Although the Southern Area League continued, it became the second tier division instead of the third tier division. There was not another third division of British speedway until 1996 when the Conference was inaugurated.

== Final table ==

| pos | Team | PL | W | D | L | Pts |
|---|---|---|---|---|---|---|
| 1 | Rye House Roosters | 12 | 8 | 1 | 3 | 17 |
| 2 | Eastbourne Eagles | 12 | 6 | 1 | 5 | 13 |
| 3 | Southern Rovers | 12 | 4 | 2 | 6 | 10 |
| 4 | California Poppies | 12 | 4 | 0 | 8 | 8 |

== Fixtures & results ==
=== A fixtures ===

| Home \ Away | CAL | EAS | RYE | SR |
|---|---|---|---|---|
| California |  | 40–44 | 47–36 | 58–24 |
| Eastbourne | 55–28 |  | 29–54 | 36–48 |
| Rye House | 52–32 | 54–30 |  | 42–42 |
| Southern Rovers | 39–45 | 47–36 | 49–35 |  |

=== B fixtures ===

| Home \ Away | CAL | EAS | RYE | SR |
|---|---|---|---|---|
| California |  | 40–43 | 43–39 | 41–42 |
| Eastbourne | 49–32 |  | 40–37 | 41–41 |
| Rye House | 56–26 | 56–28 |  | 52–32 |
| Southern Rovers | 42–41 | 41–43 | 32–52 |  |

== Riders' Championship ==
Leo McAuliffe won the Riders' Championship. The final was held at Rye House Stadium on 30 September, after initially being postponed on the 9 September because of rain.
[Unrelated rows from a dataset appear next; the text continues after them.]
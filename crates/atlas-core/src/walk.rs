//! Directory walk shared by the activity signals.
//!
//! The same skip rules apply to every scan: hidden entries are ignored, and
//! so are well-known dependency caches and build output directories. Errors
//! on individual entries are swallowed so one unreadable subtree never
//! aborts an analysis.

use std::fs;
use std::path::Path;

/// Hidden entries (leading dot) are skipped everywhere, files and
/// directories alike. This also covers version-control internals.
pub fn is_hidden(name: &str) -> bool {
    name.starts_with('.')
}

pub fn is_excluded_dir(name: &str, skip_dirs: &[String]) -> bool {
    skip_dirs.iter().any(|d| d == name)
}

/// Depth-first walk over regular files under `root`, invoking `visit` for
/// each one. Entries are visited in name order so repeated walks over an
/// unchanged tree observe the same sequence.
pub fn walk_files<F>(root: &Path, skip_dirs: &[String], visit: &mut F)
where
    F: FnMut(&Path, &fs::Metadata),
{
    let entries = match fs::read_dir(root) {
        Ok(entries) => entries,
        Err(err) => {
            tracing::debug!(path = %root.display(), %err, "cannot enumerate directory, skipping");
            return;
        }
    };

    let mut entries: Vec<_> = entries.flatten().collect();
    entries.sort_by_key(|e| e.file_name());

    for entry in entries {
        let name = entry.file_name();
        let name = name.to_string_lossy();
        if is_hidden(&name) {
            continue;
        }
        // DirEntry::metadata does not traverse symlinks, which keeps the
        // walk from looping through link cycles.
        let meta = match entry.metadata() {
            Ok(meta) => meta,
            Err(_) => continue,
        };
        let path = entry.path();
        if meta.is_dir() {
            if is_excluded_dir(&name, skip_dirs) {
                continue;
            }
            walk_files(&path, skip_dirs, visit);
        } else if meta.is_file() {
            visit(&path, &meta);
        }
    }
}

// ---------------------------------------------------------------------------
// Tests
// ---------------------------------------------------------------------------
| Pos. | Rider | Club | Pts |
|---|---|---|---|
| 1 | Leo McAuliffe | Eastbourne | 14 |
| 2 | Jim Heard | Eastbourne | 12+3 |
| 3 | Dave Slater | Rye House | 12+2 |
| 4 | Pete Mould | California | 12+1 |
| 5 | Gerry King | Rye House | 8 |
| 6 | Brian Brett | Rye House | 8 |
| 7 | Jimmy Gleed | California | 7 |
| 8 | Vic Ridgeon | Rye House | 7 |
| 9 | Ron Webb | California | 5 |
| 10 | Eric Eadon | Southern Rovers | 5 |
| 11 | Tom Reader | Eastbourne | 5 |
| 12 | Neil Roberts (res) | Southern Rovers | 5 |
| 13 | Bobby Croombs | Rye House | 4 |
| 14 | Ross Gilbertson | California | 4 |
| 15 | Dave Collett | Eastbourne | 3 |
| 16 | Jim Chalkley | Rye House | 2 |
| 17 | Ron Walton | California | 2 |
| 18 | Colin Gooddy (res) | Southern Rovers | 1 |

==Southern Area League Cup==
The 1956 Southern Area League Cup was won by Rye House Roosters.

First round

| Team one | Team two | Score |
|---|---|---|
| Southern Rovers | Rye House | 50–58 |
| Eastbourne | California | 46–61 |

===Final===
First leg

Second leg

==Riders & final averages==

California

- Pete Mold 9.67
- Gil Goldfinch 9.50
- Ross Gilbertson 8.86
- Ron Sharp 8.57
- Jimmy Gleed 6.93
- Ron Walton 4.91
- Phil Sheppard 4.47
- Roy Gutteridge 3.50
- John Day 3.33
- Ron Webb 2.88

Eastbourne

- Leo McAuliffe 8.57
- Jimmy Heard 7.14
- Tom Reader 7.00
- Gerry Bridson 5.87
- Dave Collett 5.33
- Bob Bunney 4.80
- Jim Preddy 2.00

Rye House

- Al Sparrey 9.67
- Vic Ridgeon 9.50
- Bobby Croombs 8.60
- Dave Slater 9.67
- Brian Brett 7.56
- Gerry King 7.20
- Jim Chalkley 5.80
- Les Searle 2.00

Southern Rovers

- Eric Hockaday 9.47
- Tommy Sweetman 9.09
- Colin Gooddy 8.52
- Brian Meredith 7.33
- Eric Eadon 7.11
- Brian Miller 5.33
- Tony Eadon 4.31
- Mike Lawrence 4.24
- Neil Roberts 4.00
- Hank Bird 3.08

==See also==
- List of United Kingdom Speedway League Champions
- Knockout Cup (speedway)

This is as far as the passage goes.